### STUDY MATERIAL
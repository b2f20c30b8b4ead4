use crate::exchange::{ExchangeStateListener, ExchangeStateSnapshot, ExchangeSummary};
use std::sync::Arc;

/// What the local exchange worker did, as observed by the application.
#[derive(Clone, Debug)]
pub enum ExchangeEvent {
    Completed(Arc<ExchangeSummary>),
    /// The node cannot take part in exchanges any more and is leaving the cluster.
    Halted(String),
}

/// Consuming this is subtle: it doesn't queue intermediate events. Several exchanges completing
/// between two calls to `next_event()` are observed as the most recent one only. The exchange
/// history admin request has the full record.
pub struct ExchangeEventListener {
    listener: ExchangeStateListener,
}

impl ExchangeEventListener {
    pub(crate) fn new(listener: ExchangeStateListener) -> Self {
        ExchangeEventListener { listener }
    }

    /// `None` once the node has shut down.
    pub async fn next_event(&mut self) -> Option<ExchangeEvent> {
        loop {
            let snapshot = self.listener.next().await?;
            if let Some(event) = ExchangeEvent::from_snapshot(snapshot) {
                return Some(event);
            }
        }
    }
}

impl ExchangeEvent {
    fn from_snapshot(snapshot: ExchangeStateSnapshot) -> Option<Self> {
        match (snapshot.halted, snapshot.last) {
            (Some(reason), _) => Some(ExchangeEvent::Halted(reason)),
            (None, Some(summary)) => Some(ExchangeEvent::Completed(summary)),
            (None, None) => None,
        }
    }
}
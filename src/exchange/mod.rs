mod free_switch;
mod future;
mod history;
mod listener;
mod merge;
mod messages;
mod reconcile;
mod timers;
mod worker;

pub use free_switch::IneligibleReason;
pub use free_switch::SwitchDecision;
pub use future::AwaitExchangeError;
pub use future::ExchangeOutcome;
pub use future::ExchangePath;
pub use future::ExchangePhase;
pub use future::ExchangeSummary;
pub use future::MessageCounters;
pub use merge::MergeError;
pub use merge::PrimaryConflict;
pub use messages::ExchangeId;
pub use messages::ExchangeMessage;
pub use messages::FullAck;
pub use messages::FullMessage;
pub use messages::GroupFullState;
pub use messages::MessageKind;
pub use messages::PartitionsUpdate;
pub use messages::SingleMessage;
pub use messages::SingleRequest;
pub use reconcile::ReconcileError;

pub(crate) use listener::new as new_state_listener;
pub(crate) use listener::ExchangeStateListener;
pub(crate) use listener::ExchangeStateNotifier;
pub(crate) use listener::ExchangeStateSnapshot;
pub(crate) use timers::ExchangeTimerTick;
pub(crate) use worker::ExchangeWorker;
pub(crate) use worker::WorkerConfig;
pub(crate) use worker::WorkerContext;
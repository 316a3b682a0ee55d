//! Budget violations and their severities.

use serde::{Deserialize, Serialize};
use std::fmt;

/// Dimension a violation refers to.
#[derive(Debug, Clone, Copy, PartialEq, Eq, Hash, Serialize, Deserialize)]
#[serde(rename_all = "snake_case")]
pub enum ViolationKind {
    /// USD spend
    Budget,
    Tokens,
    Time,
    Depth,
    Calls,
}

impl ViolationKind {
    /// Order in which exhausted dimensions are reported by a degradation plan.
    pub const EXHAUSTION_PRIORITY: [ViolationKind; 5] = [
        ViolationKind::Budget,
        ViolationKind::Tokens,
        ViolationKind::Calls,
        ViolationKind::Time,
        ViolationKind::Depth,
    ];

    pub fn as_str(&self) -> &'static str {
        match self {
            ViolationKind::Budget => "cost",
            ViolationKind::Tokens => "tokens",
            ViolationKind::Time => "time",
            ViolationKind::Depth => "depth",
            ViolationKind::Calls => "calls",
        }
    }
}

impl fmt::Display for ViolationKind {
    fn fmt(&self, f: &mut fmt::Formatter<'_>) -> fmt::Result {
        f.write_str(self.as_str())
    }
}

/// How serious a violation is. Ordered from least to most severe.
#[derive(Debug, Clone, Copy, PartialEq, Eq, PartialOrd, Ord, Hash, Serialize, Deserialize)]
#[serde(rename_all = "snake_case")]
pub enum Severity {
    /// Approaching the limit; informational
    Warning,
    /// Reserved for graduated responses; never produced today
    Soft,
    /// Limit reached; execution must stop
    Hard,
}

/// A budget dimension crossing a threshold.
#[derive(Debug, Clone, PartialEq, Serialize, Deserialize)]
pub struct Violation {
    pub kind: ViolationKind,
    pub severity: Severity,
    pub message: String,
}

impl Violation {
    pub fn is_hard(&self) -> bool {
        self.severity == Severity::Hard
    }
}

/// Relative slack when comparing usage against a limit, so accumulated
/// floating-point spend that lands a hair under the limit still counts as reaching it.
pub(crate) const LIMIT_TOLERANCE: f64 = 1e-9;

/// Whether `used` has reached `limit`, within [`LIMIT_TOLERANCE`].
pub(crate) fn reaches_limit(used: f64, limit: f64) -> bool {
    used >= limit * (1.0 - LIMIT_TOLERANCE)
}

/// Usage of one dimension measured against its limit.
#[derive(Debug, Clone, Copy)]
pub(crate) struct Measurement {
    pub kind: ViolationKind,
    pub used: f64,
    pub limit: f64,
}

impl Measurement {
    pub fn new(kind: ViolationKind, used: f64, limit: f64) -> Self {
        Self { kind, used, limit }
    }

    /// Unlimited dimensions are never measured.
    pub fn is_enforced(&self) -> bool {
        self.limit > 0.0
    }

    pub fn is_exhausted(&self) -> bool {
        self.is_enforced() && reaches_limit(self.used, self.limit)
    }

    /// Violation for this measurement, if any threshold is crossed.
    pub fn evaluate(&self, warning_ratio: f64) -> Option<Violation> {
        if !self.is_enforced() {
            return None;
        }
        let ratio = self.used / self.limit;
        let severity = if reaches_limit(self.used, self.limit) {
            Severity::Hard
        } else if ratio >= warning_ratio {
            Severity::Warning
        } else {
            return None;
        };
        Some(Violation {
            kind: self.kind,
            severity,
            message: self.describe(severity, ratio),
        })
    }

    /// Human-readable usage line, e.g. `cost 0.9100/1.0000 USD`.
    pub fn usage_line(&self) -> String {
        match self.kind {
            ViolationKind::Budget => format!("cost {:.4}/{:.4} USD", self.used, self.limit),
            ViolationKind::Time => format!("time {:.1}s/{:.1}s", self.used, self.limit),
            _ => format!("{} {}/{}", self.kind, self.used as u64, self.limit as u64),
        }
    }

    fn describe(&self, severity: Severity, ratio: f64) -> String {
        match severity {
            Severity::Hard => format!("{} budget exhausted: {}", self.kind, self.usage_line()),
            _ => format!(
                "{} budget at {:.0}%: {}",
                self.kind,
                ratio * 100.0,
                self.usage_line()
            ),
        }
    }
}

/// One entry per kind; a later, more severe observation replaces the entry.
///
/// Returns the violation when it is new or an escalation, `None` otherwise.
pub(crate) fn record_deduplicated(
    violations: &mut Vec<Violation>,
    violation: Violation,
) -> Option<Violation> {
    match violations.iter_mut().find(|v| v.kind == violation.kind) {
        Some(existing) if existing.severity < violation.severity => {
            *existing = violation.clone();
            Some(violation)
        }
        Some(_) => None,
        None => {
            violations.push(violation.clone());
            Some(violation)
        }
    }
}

### PROBLEM DESCRIPTION
Your task is to copy each line of the listing that holds the word "match".

### RESULT OF THIS EXERCISE
        match (snapshot.halted, snapshot.last) {
        match self {
        match self.kind {
        match severity {
    match violations.iter_mut().find(|v| v.kind == violation.kind) {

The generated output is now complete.